Assisted suicide is when a person who wishes to end their life obtains decisive help from another person to do so. Help most commonly takes the form of providing means, information or medical prescriptions that enable a fatal act; examples and terminology vary by culture and law. Some advocates and professional groups prefer terms such as aid in dying or death with dignity to stress voluntary, clinical contexts. For general definitions and background see definitions and resources, and for descriptions of patient expressions such as "wants to die" see personal accounts. Controlled medications and protocols are often central to permitted procedures (medication and methods).

Legal frameworks differ widely between and within countries. In several jurisdictions assisted suicide or medically assisted dying is permitted under strict conditions; examples often cited in policy discussions include Belgium, the Netherlands and Switzerland. Some national systems allow assisted dying through statutory law or judicial interpretation, while in other places certain subnational units have enacted their own rules, as in some United States states. In many jurisdictions assisting a suicide remains a criminal offence that can lead to arrest (criminal charges) and imprisonment (penalties), unless specific legal exceptions apply. Laws typically set out eligibility criteria, oversight mechanisms and reporting obligations.

Distinction from euthanasia and palliative care

The term euthanasia is often contrasted with assisted suicide: euthanasia generally denotes a third party intentionally causing death, whereas in assisted suicide the person performs the final act themselves.
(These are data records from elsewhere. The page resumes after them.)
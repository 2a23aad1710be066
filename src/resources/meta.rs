use reqwest::Method;
use serde_json::Value;

use crate::client::AttioClient;
use crate::error::Result;

impl AttioClient {
    /// Identify the workspace and permissions behind the current API token
    pub async fn identify_self(&self) -> Result<Value> {
        self.request(Method::GET, "/self", None, None).await
    }
}
//! Offset/limit pagination over the record and entry query endpoints.
//!
//! Both endpoints page with `limit` and `offset` fields inside the POST
//! body and answer `{ "data": [...] }`. The engine turns that into a lazy
//! stream of items: one page is buffered at a time, and the next fetch
//! happens only once the consumer has drained the current page. A page
//! shorter than the requested size is the sole end-of-results signal; the
//! engine never inspects a total count.

use futures::stream::{self, Stream, TryStreamExt};
use serde_json::{Map, Value};
use tracing::debug;

use crate::client::AttioClient;
use crate::error::{AttioError, Result};

/// Page size used when the caller does not pick one
pub const DEFAULT_PAGE_SIZE: u64 = 100;

/// Which query endpoint a pagination call walks
enum QueryTarget {
    Records { object_id: String },
    Entries { list_id: String },
}

/// Offset/limit bookkeeping for one pagination call.
///
/// Owned exclusively by the stream that created it; the caller's payload
/// is copied in up front and never touched again.
struct QueryCursor {
    target: QueryTarget,
    payload: Map<String, Value>,
    offset: u64,
    limit: u64,
    exhausted: bool,
    invalid: Option<AttioError>,
}

fn build_cursor(target: QueryTarget, payload: Option<Value>, page_size: Option<u64>) -> QueryCursor {
    let limit = page_size.unwrap_or(DEFAULT_PAGE_SIZE);

    let (payload, mut invalid) = match payload {
        None => (Map::new(), None),
        Some(Value::Object(map)) => (map, None),
        Some(_) => (
            Map::new(),
            Some(AttioError::invalid_config(
                "pagination payload must be a JSON object",
            )),
        ),
    };
    if invalid.is_none() && limit == 0 {
        invalid = Some(AttioError::invalid_config(
            "page size must be greater than zero",
        ));
    }

    let offset = payload.get("offset").and_then(Value::as_u64).unwrap_or(0);

    QueryCursor {
        target,
        payload,
        offset,
        limit,
        exhausted: false,
        invalid,
    }
}

impl AttioClient {
    /// Stream every record matching a query, fetching pages transparently.
    ///
    /// `payload` carries filters and sorts; the engine owns its `limit`
    /// and `offset` fields, replacing `limit` with `page_size` (default
    /// 100) and starting from `offset` when one is present. A failed page
    /// fetch surfaces as the next stream item and ends the stream; items
    /// already yielded stay valid. Dropping the stream early just stops
    /// fetching.
    pub fn paginate_records<'a>(
        &'a self,
        object_id: &str,
        payload: Option<Value>,
        page_size: Option<u64>,
    ) -> impl Stream<Item = Result<Value>> + Send + 'a {
        let target = QueryTarget::Records {
            object_id: object_id.to_string(),
        };
        self.paginate_query(target, payload, page_size)
    }

    /// Stream every entry of a list, fetching pages transparently.
    ///
    /// Same contract as [`paginate_records`](Self::paginate_records).
    pub fn paginate_entries<'a>(
        &'a self,
        list_id: &str,
        payload: Option<Value>,
        page_size: Option<u64>,
    ) -> impl Stream<Item = Result<Value>> + Send + 'a {
        let target = QueryTarget::Entries {
            list_id: list_id.to_string(),
        };
        self.paginate_query(target, payload, page_size)
    }

    fn paginate_query(
        &self,
        target: QueryTarget,
        payload: Option<Value>,
        page_size: Option<u64>,
    ) -> impl Stream<Item = Result<Value>> + Send + '_ {
        let cursor = build_cursor(target, payload, page_size);

        stream::try_unfold(cursor, move |mut cursor| async move {
            if cursor.exhausted {
                return Ok(None);
            }
            if let Some(error) = cursor.invalid.take() {
                return Err(error);
            }

            let items = match self.fetch_page(&cursor).await? {
                Some(items) if !items.is_empty() => items,
                _ => return Ok(None),
            };

            if (items.len() as u64) < cursor.limit {
                cursor.exhausted = true;
            } else {
                cursor.offset += cursor.limit;
            }
            Ok(Some((items, cursor)))
        })
        .map_ok(|items| stream::iter(items.into_iter().map(Ok::<Value, AttioError>)))
        .try_flatten()
    }

    /// Fetch one page; `None` means the response carried no item array
    async fn fetch_page(&self, cursor: &QueryCursor) -> Result<Option<Vec<Value>>> {
        let mut body = cursor.payload.clone();
        body.insert("limit".to_string(), Value::from(cursor.limit));
        body.insert("offset".to_string(), Value::from(cursor.offset));
        let body = Value::Object(body);

        debug!(
            offset = cursor.offset,
            limit = cursor.limit,
            "fetching page"
        );
        let response = match &cursor.target {
            QueryTarget::Records { object_id } => {
                self.list_records(object_id, Some(&body)).await?
            }
            QueryTarget::Entries { list_id } => self.list_entries(list_id, Some(&body)).await?,
        };

        let items = match response {
            Value::Object(mut map) => match map.remove("data") {
                Some(Value::Array(items)) => Some(items),
                _ => None,
            },
            _ => None,
        };
        Ok(items)
    }
}
//! Attio Client - Async Rust client for the Attio API
//!
//! This crate wraps the Attio HTTP API in resource-oriented methods
//! (objects, records, lists, entries, attributes, notes, tasks, threads,
//! comments, webhooks, workspace members), each mapping to a single REST
//! call and returning the server's JSON unprocessed. On top of that sit
//! two helpers with actual control flow: offset/limit pagination exposed
//! as a lazy [`Stream`](futures::Stream), and sequential batch creation
//! with per-item failure capture.
//!
//! ```no_run
//! use attio_client::AttioClient;
//! use futures::TryStreamExt;
//!
//! # async fn run() -> attio_client::Result<()> {
//! let client = AttioClient::new("your_api_token")?;
//!
//! let objects = client.list_objects().await?;
//! println!("{objects}");
//!
//! let people: Vec<_> = client
//!     .paginate_records("people", None, None)
//!     .try_collect()
//!     .await?;
//! println!("fetched {} records", people.len());
//! # Ok(())
//! # }
//! ```

// Core modules
pub mod config;
pub mod error;

// Transport and the per-endpoint surface
pub mod client;
pub mod resources;

// Pagination and batching helpers
pub mod batch;
pub mod pagination;

// Re-export main types for convenience
pub use batch::{BatchOutcome, DEFAULT_BATCH_SIZE};
pub use client::{AttioClient, QueryParams};
pub use config::{AttioConfig, AttioConfigBuilder, DEFAULT_BASE_URL, DEFAULT_TIMEOUT_SECONDS};
pub use error::{AttioError, ErrorKind, Result};
pub use pagination::DEFAULT_PAGE_SIZE;
pub use resources::AttributeTarget;
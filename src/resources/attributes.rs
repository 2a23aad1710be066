use reqwest::Method;
use serde_json::Value;

use crate::client::{AttioClient, QueryParams};
use crate::error::Result;
use crate::resources::path_segment;

/// Parent kind an attribute lives on.
///
/// The API exposes the same attribute endpoints under both `/objects`
/// and `/lists`; this picks which family a call addresses.
#[derive(Debug, Clone, Copy, PartialEq, Eq)]
pub enum AttributeTarget {
    Objects,
    Lists,
}

impl AttributeTarget {
    /// Path segment for this target
    pub fn as_str(self) -> &'static str {
        match self {
            Self::Objects => "objects",
            Self::Lists => "lists",
        }
    }
}

impl AttioClient {
    /// List the attributes defined on an object or list
    pub async fn list_attributes(
        &self,
        target: AttributeTarget,
        identifier: &str,
        query: Option<&QueryParams>,
    ) -> Result<Value> {
        let path = format!(
            "/{}/{}/attributes",
            target.as_str(),
            path_segment(identifier)
        );
        self.request(Method::GET, &path, None, query).await
    }

    /// Create a new attribute on an object or list
    pub async fn create_attribute(
        &self,
        target: AttributeTarget,
        identifier: &str,
        payload: &Value,
    ) -> Result<Value> {
        let path = format!(
            "/{}/{}/attributes",
            target.as_str(),
            path_segment(identifier)
        );
        self.request(Method::POST, &path, Some(payload), None).await
    }

    /// Get a single attribute on an object or list
    pub async fn get_attribute(
        &self,
        target: AttributeTarget,
        identifier: &str,
        attribute: &str,
    ) -> Result<Value> {
        let path = format!(
            "/{}/{}/attributes/{}",
            target.as_str(),
            path_segment(identifier),
            path_segment(attribute)
        );
        self.request(Method::GET, &path, None, None).await
    }

    /// Update a single attribute on an object or list
    pub async fn update_attribute(
        &self,
        target: AttributeTarget,
        identifier: &str,
        attribute: &str,
        payload: &Value,
    ) -> Result<Value> {
        let path = format!(
            "/{}/{}/attributes/{}",
            target.as_str(),
            path_segment(identifier),
            path_segment(attribute)
        );
        self.request(Method::PATCH, &path, Some(payload), None)
            .await
    }

    /// Delete a single attribute on an object or list
    pub async fn delete_attribute(
        &self,
        target: AttributeTarget,
        identifier: &str,
        attribute: &str,
    ) -> Result<Value> {
        let path = format!(
            "/{}/{}/attributes/{}",
            target.as_str(),
            path_segment(identifier),
            path_segment(attribute)
        );
        self.request(Method::DELETE, &path, None, None).await
    }
}
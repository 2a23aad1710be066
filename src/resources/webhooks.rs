use reqwest::Method;
use serde_json::Value;

use crate::client::{AttioClient, QueryParams};
use crate::error::Result;
use crate::resources::path_segment;

impl AttioClient {
    /// List webhook subscriptions, optionally filtered via query parameters
    pub async fn list_webhooks(&self, query: Option<&QueryParams>) -> Result<Value> {
        self.request(Method::GET, "/webhooks", None, query).await
    }

    /// Create a new webhook subscription
    pub async fn create_webhook(&self, payload: &Value) -> Result<Value> {
        self.request(Method::POST, "/webhooks", Some(payload), None)
            .await
    }

    /// Get a single webhook by id
    pub async fn get_webhook(&self, webhook_id: &str) -> Result<Value> {
        let path = format!("/webhooks/{}", path_segment(webhook_id));
        self.request(Method::GET, &path, None, None).await
    }

    /// Update a single webhook
    pub async fn update_webhook(&self, webhook_id: &str, payload: &Value) -> Result<Value> {
        let path = format!("/webhooks/{}", path_segment(webhook_id));
        self.request(Method::PATCH, &path, Some(payload), None)
            .await
    }

    /// Delete a single webhook by id
    pub async fn delete_webhook(&self, webhook_id: &str) -> Result<Value> {
        let path = format!("/webhooks/{}", path_segment(webhook_id));
        self.request(Method::DELETE, &path, None, None).await
    }
}
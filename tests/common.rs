//! Shared helpers for the integration tests.
#![allow(dead_code)]

use attio_client::{AttioClient, AttioConfig};
use serde_json::{json, Value};
use wiremock::MockServer;

/// Token every test client authenticates with
pub const TEST_TOKEN: &str = "test-token";

/// Build a client wired to a mock server
pub fn client_for(server: &MockServer) -> AttioClient {
    let config = AttioConfig::builder()
        .api_key(TEST_TOKEN)
        .base_url(server.uri())
        .build()
        .expect("test config should build");
    AttioClient::with_config(config).expect("test client should build")
}

/// Record stub with a recognizable id, e.g. `rec_3`
pub fn record(index: usize) -> Value {
    json!({"id": {"record_id": format!("rec_{index}")}})
}

/// Page body `{"data": [...]}` holding `count` records starting at `start`
pub fn page_of_records(start: usize, count: usize) -> Value {
    let data: Vec<Value> = (start..start + count).map(record).collect();
    json!({ "data": data })
}
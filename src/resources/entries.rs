use reqwest::Method;
use serde_json::{Map, Value};

use crate::client::AttioClient;
use crate::error::Result;
use crate::resources::path_segment;

impl AttioClient {
    /// Query the entries of a list, with optional filters and sorts.
    ///
    /// A `None` payload queries with no filters. One call returns one
    /// page; [`paginate_entries`](Self::paginate_entries) walks them all.
    pub async fn list_entries(&self, list_id: &str, payload: Option<&Value>) -> Result<Value> {
        let path = format!("/lists/{}/entries/query", path_segment(list_id));
        let default = Value::Object(Map::new());
        let body = payload.unwrap_or(&default);
        self.request(Method::POST, &path, Some(body), None).await
    }

    /// Add a record to a list by creating a new entry
    pub async fn create_entry(&self, list_id: &str, payload: &Value) -> Result<Value> {
        let path = format!("/lists/{}/entries", path_segment(list_id));
        self.request(Method::POST, &path, Some(payload), None).await
    }

    /// Create or update entries matched by their parent record
    pub async fn assert_entries(&self, list_id: &str, payload: &Value) -> Result<Value> {
        let path = format!("/lists/{}/entries", path_segment(list_id));
        self.request(Method::PUT, &path, Some(payload), None).await
    }

    /// Get a single list entry by its id
    pub async fn get_entry(&self, list_id: &str, entry_id: &str) -> Result<Value> {
        let path = format!(
            "/lists/{}/entries/{}",
            path_segment(list_id),
            path_segment(entry_id)
        );
        self.request(Method::GET, &path, None, None).await
    }

    /// Delete a single list entry by its id
    pub async fn delete_entry(&self, list_id: &str, entry_id: &str) -> Result<Value> {
        let path = format!(
            "/lists/{}/entries/{}",
            path_segment(list_id),
            path_segment(entry_id)
        );
        self.request(Method::DELETE, &path, None, None).await
    }
}
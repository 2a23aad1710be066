use reqwest::Method;
use serde_json::Value;

use crate::client::{AttioClient, QueryParams};
use crate::error::Result;
use crate::resources::path_segment;

impl AttioClient {
    /// List comment threads on a record or list entry.
    ///
    /// The API requires the parent to be named, so the query parameters
    /// are mandatory here.
    pub async fn list_threads(&self, query: &QueryParams) -> Result<Value> {
        self.request(Method::GET, "/threads", None, Some(query))
            .await
    }

    /// Get a single thread with all its comments
    pub async fn get_thread(&self, thread_id: &str) -> Result<Value> {
        let path = format!("/threads/{}", path_segment(thread_id));
        self.request(Method::GET, &path, None, None).await
    }

    /// Create a new thread
    pub async fn create_thread(&self, payload: &Value) -> Result<Value> {
        self.request(Method::POST, "/threads", Some(payload), None)
            .await
    }

    /// Update a single thread
    pub async fn update_thread(&self, thread_id: &str, payload: &Value) -> Result<Value> {
        let path = format!("/threads/{}", path_segment(thread_id));
        self.request(Method::PATCH, &path, Some(payload), None)
            .await
    }

    /// Delete a single thread by id
    pub async fn delete_thread(&self, thread_id: &str) -> Result<Value> {
        let path = format!("/threads/{}", path_segment(thread_id));
        self.request(Method::DELETE, &path, None, None).await
    }
}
Assisted suicide is also distinct from palliative care, which focuses on symptom control, comfort and quality of life; responsible clinical practice emphasizes that palliative options and hospice support should be discussed with patients seeking hastened death.

Typical procedures and safeguards

  • Voluntary, informed request by a competent adult, usually documented in writing and assessed by qualified clinicians.
  • Confirmed diagnosis and prognosis, often corroborated by more than one practitioner, and assessment of decision-making capacity.
  • Provision of full information on alternatives, including palliative and psychosocial support, and a mandatory reflection or waiting period in many systems.
  • Strict prescribing, dispensing and administration rules, with clear record-keeping and mandatory reporting to oversight bodies.
  • Safeguards to prevent coercion and abuse, plus provisions for conscientious objection by health professionals.

Ethical arguments and public debate

Proponents of assisted suicide emphasize respect for autonomy, relief of intolerable suffering, and allowing individuals to make informed choices about the timing and manner of death. Opponents raise concerns about protecting vulnerable people, the risk of subtle pressures on elders or disabled persons, and societal commitments to preserve life. Religious, cultural and professional perspectives shape the debate, and many medical and legal bodies issue guidance that seeks to balance individual requests with duties of care.

Practical matters include how medications are provided and used, whether clinicians or institutions may decline participation, and how cross-border travel for assisted dying is managed. Some people travel to jurisdictions where assistance is permitted, which raises legal and ethical questions about eligibility and after‑care. Robust data collection, oversight and research are important to evaluate effects on patients, families and health systems; where available, monitoring reports influence policy adjustments and clinical guidelines.

Further information

Because laws, clinical practice and professional guidance change over time, consult authoritative national policy reports, local health services and legal counsel for current information relevant to your jurisdiction.